Thursday, August 28, 2008

Review: Hamlet 2

"Hamlet 2" caused me to feel a sentiment towards it that I've never felt towards a movie before: I felt like I had seen it all before, but I didn't see this as a bad thing in any way. The film is like a strange amalgamation of the inspirational teacher movie, the struggling artist movie and the dysfunctional class of students movie, all thrown together by the writer of "Team America: World Police", which in case you forgot is the movie that prominently featured puppets boning in every position imaginable. Based on the above sentence, you probably now have a pretty good idea of just what you're in for.

The center of "Hamlet 2" is Dana Marschz (Steve Coogan), a failed actor who refuses to accept failure. What makes his character so interesting is that unlike most characters in this vein (the struggling actor who refuses to admit he's not talented), Marschz is fully and completely aware that he's not all that talented. He's so stubbornly attached to his dream that his lack of talent is merely a trifle. He works at a high school for free to share his love of drama; this love is shared with two suck-up students and a class full of Latino students who are totally indifferent and only joined the class because it was the only arts elective left. His arch-enemy is a tiny boy who viciously criticizes his stage adaptations of works of art like "Erin Brockovich". At home, he's no better off. His wife (Catherine Keener) can't be near him without sarcastically criticizing his work and his inability to impregnate her.

When he is told that the drama program is being shut down, he desperately puts together "Hamlet 2", a sequel to the Shakespearean play that involves a time machine, Hillary Clinton, Einstein and Jesus. Also, lightsabers. The moment the town finds out about this, Marschz is thrown out of school, and all of a sudden Tuscon, Arizona becomes a hotbed for the free speech vs. smut debate.

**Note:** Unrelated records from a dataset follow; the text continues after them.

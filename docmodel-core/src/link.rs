//! Named connection configurations and session management.
//!
//! A [`LinkConfig`] holds named connections, one of which may be marked as the default.
//! A [`Linker`] resolves a connection by name (or the default when no name is given),
//! opens a backend session through a [`Connector`] on first use and reuses it afterwards.
//!
//! The configuration is read from JSON:
//!
//! ```json
//! {
//!     "connections": {
//!         "main": { "spec": "mongodb://localhost:27017", "db_name": "app", "default": true },
//!         "audit": { "spec": "mongodb://audit:27017", "db_name": "audit" }
//!     }
//! }
//! ```

use mea::mutex::Mutex;
use serde::{Deserialize, Serialize};
use std::{collections::{BTreeMap, HashMap}, path::Path, sync::Arc};
use tracing::{debug, warn};

use crate::{
    backend::Connector,
    error::{DocumentStoreError, DocumentStoreResult},
    model::{Model, ModelBuilder},
    scheme::Scheme,
};

/// One named connection.
#[derive(Debug, Clone, PartialEq, Eq, Serialize, Deserialize)]
pub struct Link {
    /// Connection string understood by the connector.
    pub spec: String,
    /// Database the session is bound to.
    pub db_name: String,
    /// Whether this connection is used when no name is given.
    #[serde(default)]
    pub default: bool,
}

/// The set of named connections.
#[derive(Debug, Clone, Default, PartialEq, Eq, Serialize, Deserialize)]
pub struct LinkConfig {
    #[serde(default)]
    pub connections: BTreeMap<String, Link>,
}

impl LinkConfig {
    /// Parses a configuration from JSON text.
    pub fn from_json(text: &str) -> DocumentStoreResult<Self> {
        serde_json::from_str(text)
            .map_err(|e| DocumentStoreError::Configuration(e.to_string()))
    }

    /// Reads and parses a JSON configuration file.
    pub fn from_path(path: impl AsRef<Path>) -> DocumentStoreResult<Self> {
        let path = path.as_ref();
        let text = std::fs::read_to_string(path)
            .map_err(|e| DocumentStoreError::Configuration(format!("{}: {e}", path.display())))?;

        Self::from_json(&text)
    }

    /// Returns the name of the connection marked as default.
    ///
    /// Fails unless exactly one connection carries the default marker.
    pub fn default_name(&self) -> DocumentStoreResult<&str> {
        let mut defaults = self
            .connections
            .iter()
            .filter(|(_, link)| link.default)
            .map(|(name, _)| name.as_str());

        match (defaults.next(), defaults.next()) {
            (Some(name), None) => Ok(name),
            (None, _) => Err(DocumentStoreError::Connection("no default connection configured".into())),
            (Some(first), Some(second)) => Err(DocumentStoreError::Connection(format!(
                "more than one default connection configured ({first}, {second})"
            ))),
        }
    }

    /// Resolves a connection by name, or the default connection when `name` is `None`.
    pub fn resolve(&self, name: Option<&str>) -> DocumentStoreResult<(&str, &Link)> {
        if self.connections.is_empty() {
            warn!("no connections are configured");
        }

        let name = match name {
            Some(name) => name,
            None => self.default_name()?,
        };

        self.connections
            .get_key_value(name)
            .map(|(name, link)| (name.as_str(), link))
            .ok_or_else(|| DocumentStoreError::Connection(format!("connection {name} not found")))
    }
}

/// Resolves named connections into backend sessions, opening each one at most once.
pub struct Linker<C: Connector> {
    config: LinkConfig,
    connector: C,
    sessions: Mutex<HashMap<String, Arc<C::Backend>>>,
}

impl<C: Connector> Linker<C> {
    /// Creates a linker over the given configuration.
    pub fn new(config: LinkConfig, connector: C) -> Self {
        Self {
            config,
            connector,
            sessions: Mutex::new(HashMap::new()),
        }
    }

    /// Returns the configuration this linker resolves against.
    pub fn config(&self) -> &LinkConfig {
        &self.config
    }

    /// Returns the session for a connection, connecting on first use.
    ///
    /// `None` selects the default connection.
    pub async fn get(&self, name: Option<&str>) -> DocumentStoreResult<Arc<C::Backend>> {
        let (name, link) = self.config.resolve(name)?;
        let mut sessions = self.sessions.lock().await;

        if let Some(session) = sessions.get(name) {
            return Ok(session.clone());
        }

        let session = Arc::new(
            self.connector
                .connect(link)
                .await
                .map_err(|e| {
                    warn!(connection = name, error = %e, "unable to connect");
                    e
                })?,
        );
        debug!(connection = name, db = %link.db_name, "connected");
        sessions.insert(name.to_string(), session.clone());

        Ok(session)
    }

    /// Returns a model for scheme `S` on the given connection.
    pub async fn model<S: Scheme>(&self, name: Option<&str>) -> DocumentStoreResult<Model<S, Arc<C::Backend>>> {
        Ok(ModelBuilder::new(self.get(name).await?).build())
    }
}

#[cfg(test)]
mod tests {
    use super::*;

    const CONFIG: &str = r#"{
        "connections": {
            "main": { "spec": "mem://main", "db_name": "app", "default": true },
            "audit": { "spec": "mem://audit", "db_name": "audit" }
        }
    }"#;

    #[test]
    fn resolves_default_connection() {
        let config = LinkConfig::from_json(CONFIG).unwrap();
        let (name, link) = config.resolve(None).unwrap();

        assert_eq!(name, "main");
        assert_eq!(link.db_name, "app");
        assert!(link.default);
    }

    #[test]
    fn resolves_named_connection() {
        let config = LinkConfig::from_json(CONFIG).unwrap();
        let (name, link) = config.resolve(Some("audit")).unwrap();

        assert_eq!(name, "audit");
        assert!(!link.default);
    }

    #[test]
    fn unknown_name_is_a_connection_error() {
        let config = LinkConfig::from_json(CONFIG).unwrap();

        assert!(matches!(config.resolve(Some("missing")), Err(DocumentStoreError::Connection(_))));
    }

    #[test]
    fn missing_default_is_a_connection_error() {
        let config = LinkConfig::from_json(
            r#"{ "connections": { "a": { "spec": "x", "db_name": "a" } } }"#,
        )
        .unwrap();

        assert!(matches!(config.resolve(None), Err(DocumentStoreError::Connection(_))));
    }

    #[test]
    fn two_defaults_are_a_connection_error() {
        let config = LinkConfig::from_json(
            r#"{ "connections": {
                "a": { "spec": "x", "db_name": "a", "default": true },
                "b": { "spec": "y", "db_name": "b", "default": true }
            } }"#,
        )
        .unwrap();

        assert!(matches!(config.default_name(), Err(DocumentStoreError::Connection(_))));
    }

    #[test]
    fn empty_configuration_has_no_default() {
        let config = LinkConfig::from_json("{}").unwrap();

        assert!(config.connections.is_empty());
        assert!(config.resolve(None).is_err());
    }

    #[test]
    fn malformed_configuration_is_rejected() {
        assert!(matches!(
            LinkConfig::from_json(r#"{ "connections": 3 }"#),
            Err(DocumentStoreError::Configuration(_))
        ));
    }
}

While the film seems to be attempting to make a larger point about free expression, it surrounds itself in a great deal of cliches. Occasionally, it notices this, and there's a hilarious scene, such as when Marschz tells a student to punch him after watching "Dangerous Minds" and deciding to engage in tough-love teaching. More often, though, it collapses under its own weight. Coogan does the best he can with the writing, and manages to make even the most overplayed of jokes (Oh no, the fool got his hand stuck in a door!) funny. Even more so than in "Tropic Thunder", Coogan shows here the sort of devilish wit and willingness to revel in his own indignity that made him so popular abroad. Despite his performance (and that of a game Elisabeth Shue, who trashes her own borderline-forgotten career for some knowing laughs), there are too many easy jokes (the girl who keeps getting hit in the head with random objects) and random moments of after-school-special sentimentality that'd seem more at home in "Dead Poets Society" than in an R-rated comedy.

While we're on the subject, it's been a while since I've felt this about a movie, but it needs to be said: Given some of the content in play here, "Hamlet 2" actually isn't R-rated enough. When a film ends with a song-and-dance number entitled "Rock Me, Sexy Jesus", complete with the Messiah doing a moonwalk across water, the film has to keep up. It feels like the shocking final performance of "Hamlet 2", by far the funniest part of the film, is a third-act stretch to add shock value to a movie that seems like it should've had more of it building to that point. The film is more or less a screwball comedy (albeit a profane one) up until that point, and then it veers wildly into satirical territory. The problem is, when it hits this point, it's actually not offensive enough to be considered intelligent in the way that the "South Park" film is. It's just...well, it's just kind of there.

"Hamlet 2" isn't really a bad movie, but it feels like, with a few exceptions, both a mockery and a collage of movies I've seen before. This isn't a bad thing, and Coogan alone makes it worth watching, but it's nothing hugely special. Then again, maybe I'm just desensitized by the fact that the past month has bought us a work of madcap genius ("Pineapple Express") and a film that did the filthy-funny satire bit better ("Tropic Thunder"), and there was no room for a "Hamlet 2".